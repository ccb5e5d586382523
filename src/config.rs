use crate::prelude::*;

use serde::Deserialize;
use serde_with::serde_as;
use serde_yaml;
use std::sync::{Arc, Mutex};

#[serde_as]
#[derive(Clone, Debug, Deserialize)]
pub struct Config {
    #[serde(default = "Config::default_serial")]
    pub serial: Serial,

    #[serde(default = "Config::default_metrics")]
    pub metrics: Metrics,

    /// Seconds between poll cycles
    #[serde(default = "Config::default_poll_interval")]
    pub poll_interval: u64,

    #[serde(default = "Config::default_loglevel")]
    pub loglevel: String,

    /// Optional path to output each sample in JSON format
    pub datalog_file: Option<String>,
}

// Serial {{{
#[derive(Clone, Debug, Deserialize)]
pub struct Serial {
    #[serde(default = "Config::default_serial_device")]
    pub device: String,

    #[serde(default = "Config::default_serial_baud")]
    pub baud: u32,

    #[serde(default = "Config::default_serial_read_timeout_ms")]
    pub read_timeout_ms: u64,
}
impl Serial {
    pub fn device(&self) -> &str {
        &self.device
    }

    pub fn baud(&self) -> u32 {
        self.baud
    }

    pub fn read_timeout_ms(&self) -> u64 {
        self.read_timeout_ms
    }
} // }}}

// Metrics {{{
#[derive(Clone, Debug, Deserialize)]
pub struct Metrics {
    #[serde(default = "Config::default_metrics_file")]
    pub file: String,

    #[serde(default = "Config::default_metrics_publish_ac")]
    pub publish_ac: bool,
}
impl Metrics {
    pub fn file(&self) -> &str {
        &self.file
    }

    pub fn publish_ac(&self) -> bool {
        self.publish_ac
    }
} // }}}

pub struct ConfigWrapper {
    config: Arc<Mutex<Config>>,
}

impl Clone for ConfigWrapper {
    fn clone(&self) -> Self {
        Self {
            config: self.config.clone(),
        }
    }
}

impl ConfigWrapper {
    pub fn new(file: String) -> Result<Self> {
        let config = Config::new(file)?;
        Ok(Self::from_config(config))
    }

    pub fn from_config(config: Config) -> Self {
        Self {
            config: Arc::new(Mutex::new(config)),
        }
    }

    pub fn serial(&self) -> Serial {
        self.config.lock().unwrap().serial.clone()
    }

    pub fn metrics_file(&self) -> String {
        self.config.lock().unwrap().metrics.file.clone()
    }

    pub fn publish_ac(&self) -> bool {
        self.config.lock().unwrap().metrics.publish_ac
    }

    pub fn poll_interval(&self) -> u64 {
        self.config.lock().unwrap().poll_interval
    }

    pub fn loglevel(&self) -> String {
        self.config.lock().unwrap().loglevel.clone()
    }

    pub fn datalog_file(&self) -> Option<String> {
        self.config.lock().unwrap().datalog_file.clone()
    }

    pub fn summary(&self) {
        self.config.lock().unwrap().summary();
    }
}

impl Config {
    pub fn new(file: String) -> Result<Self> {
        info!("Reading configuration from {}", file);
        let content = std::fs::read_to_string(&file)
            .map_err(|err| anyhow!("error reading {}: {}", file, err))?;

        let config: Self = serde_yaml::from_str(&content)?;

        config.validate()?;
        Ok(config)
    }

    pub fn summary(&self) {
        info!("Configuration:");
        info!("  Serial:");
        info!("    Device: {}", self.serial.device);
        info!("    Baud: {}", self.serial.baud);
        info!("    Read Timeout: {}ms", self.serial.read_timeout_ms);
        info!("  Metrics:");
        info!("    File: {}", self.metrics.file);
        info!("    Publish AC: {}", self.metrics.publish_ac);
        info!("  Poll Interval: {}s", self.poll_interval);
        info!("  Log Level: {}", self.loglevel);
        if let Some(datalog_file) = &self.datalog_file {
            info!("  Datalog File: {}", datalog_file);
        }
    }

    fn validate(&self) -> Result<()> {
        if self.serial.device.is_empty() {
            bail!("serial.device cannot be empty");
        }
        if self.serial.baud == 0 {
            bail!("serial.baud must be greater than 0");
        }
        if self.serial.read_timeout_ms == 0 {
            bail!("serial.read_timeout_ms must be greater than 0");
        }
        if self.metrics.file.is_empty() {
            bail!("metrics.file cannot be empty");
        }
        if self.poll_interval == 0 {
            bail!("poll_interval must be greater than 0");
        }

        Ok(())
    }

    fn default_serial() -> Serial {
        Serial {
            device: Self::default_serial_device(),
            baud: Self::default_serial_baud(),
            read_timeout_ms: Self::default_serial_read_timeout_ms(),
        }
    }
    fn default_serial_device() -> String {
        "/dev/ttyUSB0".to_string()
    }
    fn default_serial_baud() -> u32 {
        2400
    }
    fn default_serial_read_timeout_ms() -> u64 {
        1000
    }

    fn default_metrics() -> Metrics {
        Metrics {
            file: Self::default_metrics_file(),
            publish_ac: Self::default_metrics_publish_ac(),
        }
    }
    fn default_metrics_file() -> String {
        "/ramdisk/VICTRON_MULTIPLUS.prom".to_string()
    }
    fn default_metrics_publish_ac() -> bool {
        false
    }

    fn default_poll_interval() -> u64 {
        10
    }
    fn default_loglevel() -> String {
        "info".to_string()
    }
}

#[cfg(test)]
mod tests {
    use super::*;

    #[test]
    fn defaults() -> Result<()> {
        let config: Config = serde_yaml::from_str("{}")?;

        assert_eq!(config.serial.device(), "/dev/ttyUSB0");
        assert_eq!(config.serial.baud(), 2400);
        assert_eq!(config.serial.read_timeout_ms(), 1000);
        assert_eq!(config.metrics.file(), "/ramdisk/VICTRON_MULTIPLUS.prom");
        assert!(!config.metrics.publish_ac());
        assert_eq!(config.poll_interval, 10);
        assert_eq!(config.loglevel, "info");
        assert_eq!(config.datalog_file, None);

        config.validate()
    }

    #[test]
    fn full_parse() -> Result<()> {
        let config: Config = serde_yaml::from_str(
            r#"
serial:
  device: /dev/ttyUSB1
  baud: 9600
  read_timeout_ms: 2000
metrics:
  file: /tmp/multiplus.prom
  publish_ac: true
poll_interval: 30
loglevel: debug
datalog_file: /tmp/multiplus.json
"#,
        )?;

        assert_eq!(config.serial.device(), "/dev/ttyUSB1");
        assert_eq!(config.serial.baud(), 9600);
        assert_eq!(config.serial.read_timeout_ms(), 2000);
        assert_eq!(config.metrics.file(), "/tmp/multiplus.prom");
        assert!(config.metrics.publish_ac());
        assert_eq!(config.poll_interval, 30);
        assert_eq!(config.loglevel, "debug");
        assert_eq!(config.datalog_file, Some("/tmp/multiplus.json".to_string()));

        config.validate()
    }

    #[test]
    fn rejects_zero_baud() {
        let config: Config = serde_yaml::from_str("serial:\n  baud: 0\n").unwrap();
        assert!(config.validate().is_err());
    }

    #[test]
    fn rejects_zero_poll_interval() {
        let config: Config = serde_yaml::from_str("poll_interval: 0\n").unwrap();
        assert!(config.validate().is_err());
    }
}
-*-*-
Set down the material above in full, keeping each line exactly as it is.

repository ccb5e5d586382523
filename src/config.rs
use crate::prelude::*;

use serde::Deserialize;
use serde_with::serde_as;
use serde_yaml;
use std::sync::{Arc, Mutex};

#[serde_as]
#[derive(Clone, Debug, Deserialize)]
pub struct Config {
    #[serde(default = "Config::default_serial")]
    pub serial: Serial,

    #[serde(default = "Config::default_metrics")]
    pub metrics: Metrics,

    /// Seconds between poll cycles
    #[serde(default = "Config::default_poll_interval")]
    pub poll_interval: u64,

    #[serde(default = "Config::default_loglevel")]
    pub loglevel: String,

    /// Optional path to output each sample in JSON format
    pub datalog_file: Option<String>,
}

// Serial {{{
#[derive(Clone, Debug, Deserialize)]
pub struct Serial {
    #[serde(default = "Config::default_serial_device")]
    pub device: String,

    #[serde(default = "Config::default_serial_baud")]
    pub baud: u32,

    #[serde(default = "Config::default_serial_read_timeout_ms")]
    pub read_timeout_ms: u64,
}
impl Serial {
    pub fn device(&self) -> &str {
        &self.device
    }

    pub fn baud(&self) -> u32 {
        self.baud
    }

    pub fn read_timeout_ms(&self) -> u64 {
        self.read_timeout_ms
    }
} // }}}

// Metrics {{{
#[derive(Clone, Debug, Deserialize)]
pub struct Metrics {
    #[serde(default = "Config::default_metrics_file")]
    pub file: String,

    #[serde(default = "Config::default_metrics_publish_ac")]
    pub publish_ac: bool,
}
impl Metrics {
    pub fn file(&self) -> &str {
        &self.file
    }

    pub fn publish_ac(&self) -> bool {
        self.publish_ac
    }
} // }}}

pub struct ConfigWrapper {
    config: Arc<Mutex<Config>>,
}

impl Clone for ConfigWrapper {
    fn clone(&self) -> Self {
        Self {
            config: self.config.clone(),
        }
    }
}

impl ConfigWrapper {
    pub fn new(file: String) -> Result<Self> {
        let config = Config::new(file)?;
        Ok(Self::from_config(config))
    }

    pub fn from_config(config: Config) -> Self {
        Self {
            config: Arc::new(Mutex::new(config)),
        }
    }

    pub fn serial(&self) -> Serial {
        self.config.lock().unwrap().serial.clone()
    }

    pub fn metrics_file(&self) -> String {
        self.config.lock().unwrap().metrics.file.clone()
    }

    pub fn publish_ac(&self) -> bool {
        self.config.lock().unwrap().metrics.publish_ac
    }

    pub fn poll_interval(&self) -> u64 {
        self.config.lock().unwrap().poll_interval
    }

    pub fn loglevel(&self) -> String {
        self.config.lock().unwrap().loglevel.clone()
    }

    pub fn datalog_file(&self) -> Option<String> {
        self.config.lock().unwrap().datalog_file.clone()
    }

    pub fn summary(&self) {
        self.config.lock().unwrap().summary();
    }
}

impl Config {
    pub fn new(file: String) -> Result<Self> {
        info!("Reading configuration from {}", file);
        let content = std::fs::read_to_string(&file)
            .map_err(|err| anyhow!("error reading {}: {}", file, err))?;

        let config: Self = serde_yaml::from_str(&content)?;

        config.validate()?;
        Ok(config)
    }

    pub fn summary(&self) {
        info!("Configuration:");
        info!("  Serial:");
        info!("    Device: {}", self.serial.device);
        info!("    Baud: {}", self.serial.baud);
        info!("    Read Timeout: {}ms", self.serial.read_timeout_ms);
        info!("  Metrics:");
        info!("    File: {}", self.metrics.file);
        info!("    Publish AC: {}", self.metrics.publish_ac);
        info!("  Poll Interval: {}s", self.poll_interval);
        info!("  Log Level: {}", self.loglevel);
        if let Some(datalog_file) = &self.datalog_file {
            info!("  Datalog File: {}", datalog_file);
        }
    }

    fn validate(&self) -> Result<()> {
        if self.serial.device.is_empty() {
            bail!("serial.device cannot be empty");
        }
        if self.serial.baud == 0 {
            bail!("serial.baud must be greater than 0");
        }
        if self.serial.read_timeout_ms == 0 {
            bail!("serial.read_timeout_ms must be greater than 0");
        }
        if self.metrics.file.is_empty() {
            bail!("metrics.file cannot be empty");
        }
        if self.poll_interval == 0 {
            bail!("poll_interval must be greater than 0");
        }

        Ok(())
    }

    fn default_serial() -> Serial {
        Serial {
            device: Self::default_serial_device(),
            baud: Self::default_serial_baud(),
            read_timeout_ms: Self::default_serial_read_timeout_ms(),
        }
    }
    fn default_serial_device() -> String {
        "/dev/ttyUSB0".to_string()
    }
    fn default_serial_baud() -> u32 {
        2400
    }
    fn default_serial_read_timeout_ms() -> u64 {
        1000
    }

    fn default_metrics() -> Metrics {
        Metrics {
            file: Self::default_metrics_file(),
            publish_ac: Self::default_metrics_publish_ac(),
        }
    }
    fn default_metrics_file() -> String {
        "/ramdisk/VICTRON_MULTIPLUS.prom".to_string()
    }
    fn default_metrics_publish_ac() -> bool {
        false
    }

    fn default_poll_interval() -> u64 {
        10
    }
    fn default_loglevel() -> String {
        "info".to_string()
    }
}

#[cfg(test)]
mod tests {
    use super::*;

    #[test]
    fn defaults() -> Result<()> {
        let config: Config = serde_yaml::from_str("{}")?;

        assert_eq!(config.serial.device(), "/dev/ttyUSB0");
        assert_eq!(config.serial.baud(), 2400);
        assert_eq!(config.serial.read_timeout_ms(), 1000);
        assert_eq!(config.metrics.file(), "/ramdisk/VICTRON_MULTIPLUS.prom");
        assert!(!config.metrics.publish_ac());
        assert_eq!(config.poll_interval, 10);
        assert_eq!(config.loglevel, "info");
        assert_eq!(config.datalog_file, None);

        config.validate()
    }

    #[test]
    fn full_parse() -> Result<()> {
        let config: Config = serde_yaml::from_str(
            r#"
serial:
  device: /dev/ttyUSB1
  baud: 9600
  read_timeout_ms: 2000
metrics:
  file: /tmp/multiplus.prom
  publish_ac: true
poll_interval: 30
loglevel: debug
datalog_file: /tmp/multiplus.json
"#,
        )?;

        assert_eq!(config.serial.device(), "/dev/ttyUSB1");
        assert_eq!(config.serial.baud(), 9600);
        assert_eq!(config.serial.read_timeout_ms(), 2000);
        assert_eq!(config.metrics.file(), "/tmp/multiplus.prom");
        assert!(config.metrics.publish_ac());
        assert_eq!(config.poll_interval, 30);
        assert_eq!(config.loglevel, "debug");
        assert_eq!(config.datalog_file, Some("/tmp/multiplus.json".to_string()));

        config.validate()
    }

    #[test]
    fn rejects_zero_baud() {
        let config: Config = serde_yaml::from_str("serial:\n  baud: 0\n").unwrap();
        assert!(config.validate().is_err());
    }

    #[test]
    fn rejects_zero_poll_interval() {
        let config: Config = serde_yaml::from_str("poll_interval: 0\n").unwrap();
        assert!(config.validate().is_err());
    }
}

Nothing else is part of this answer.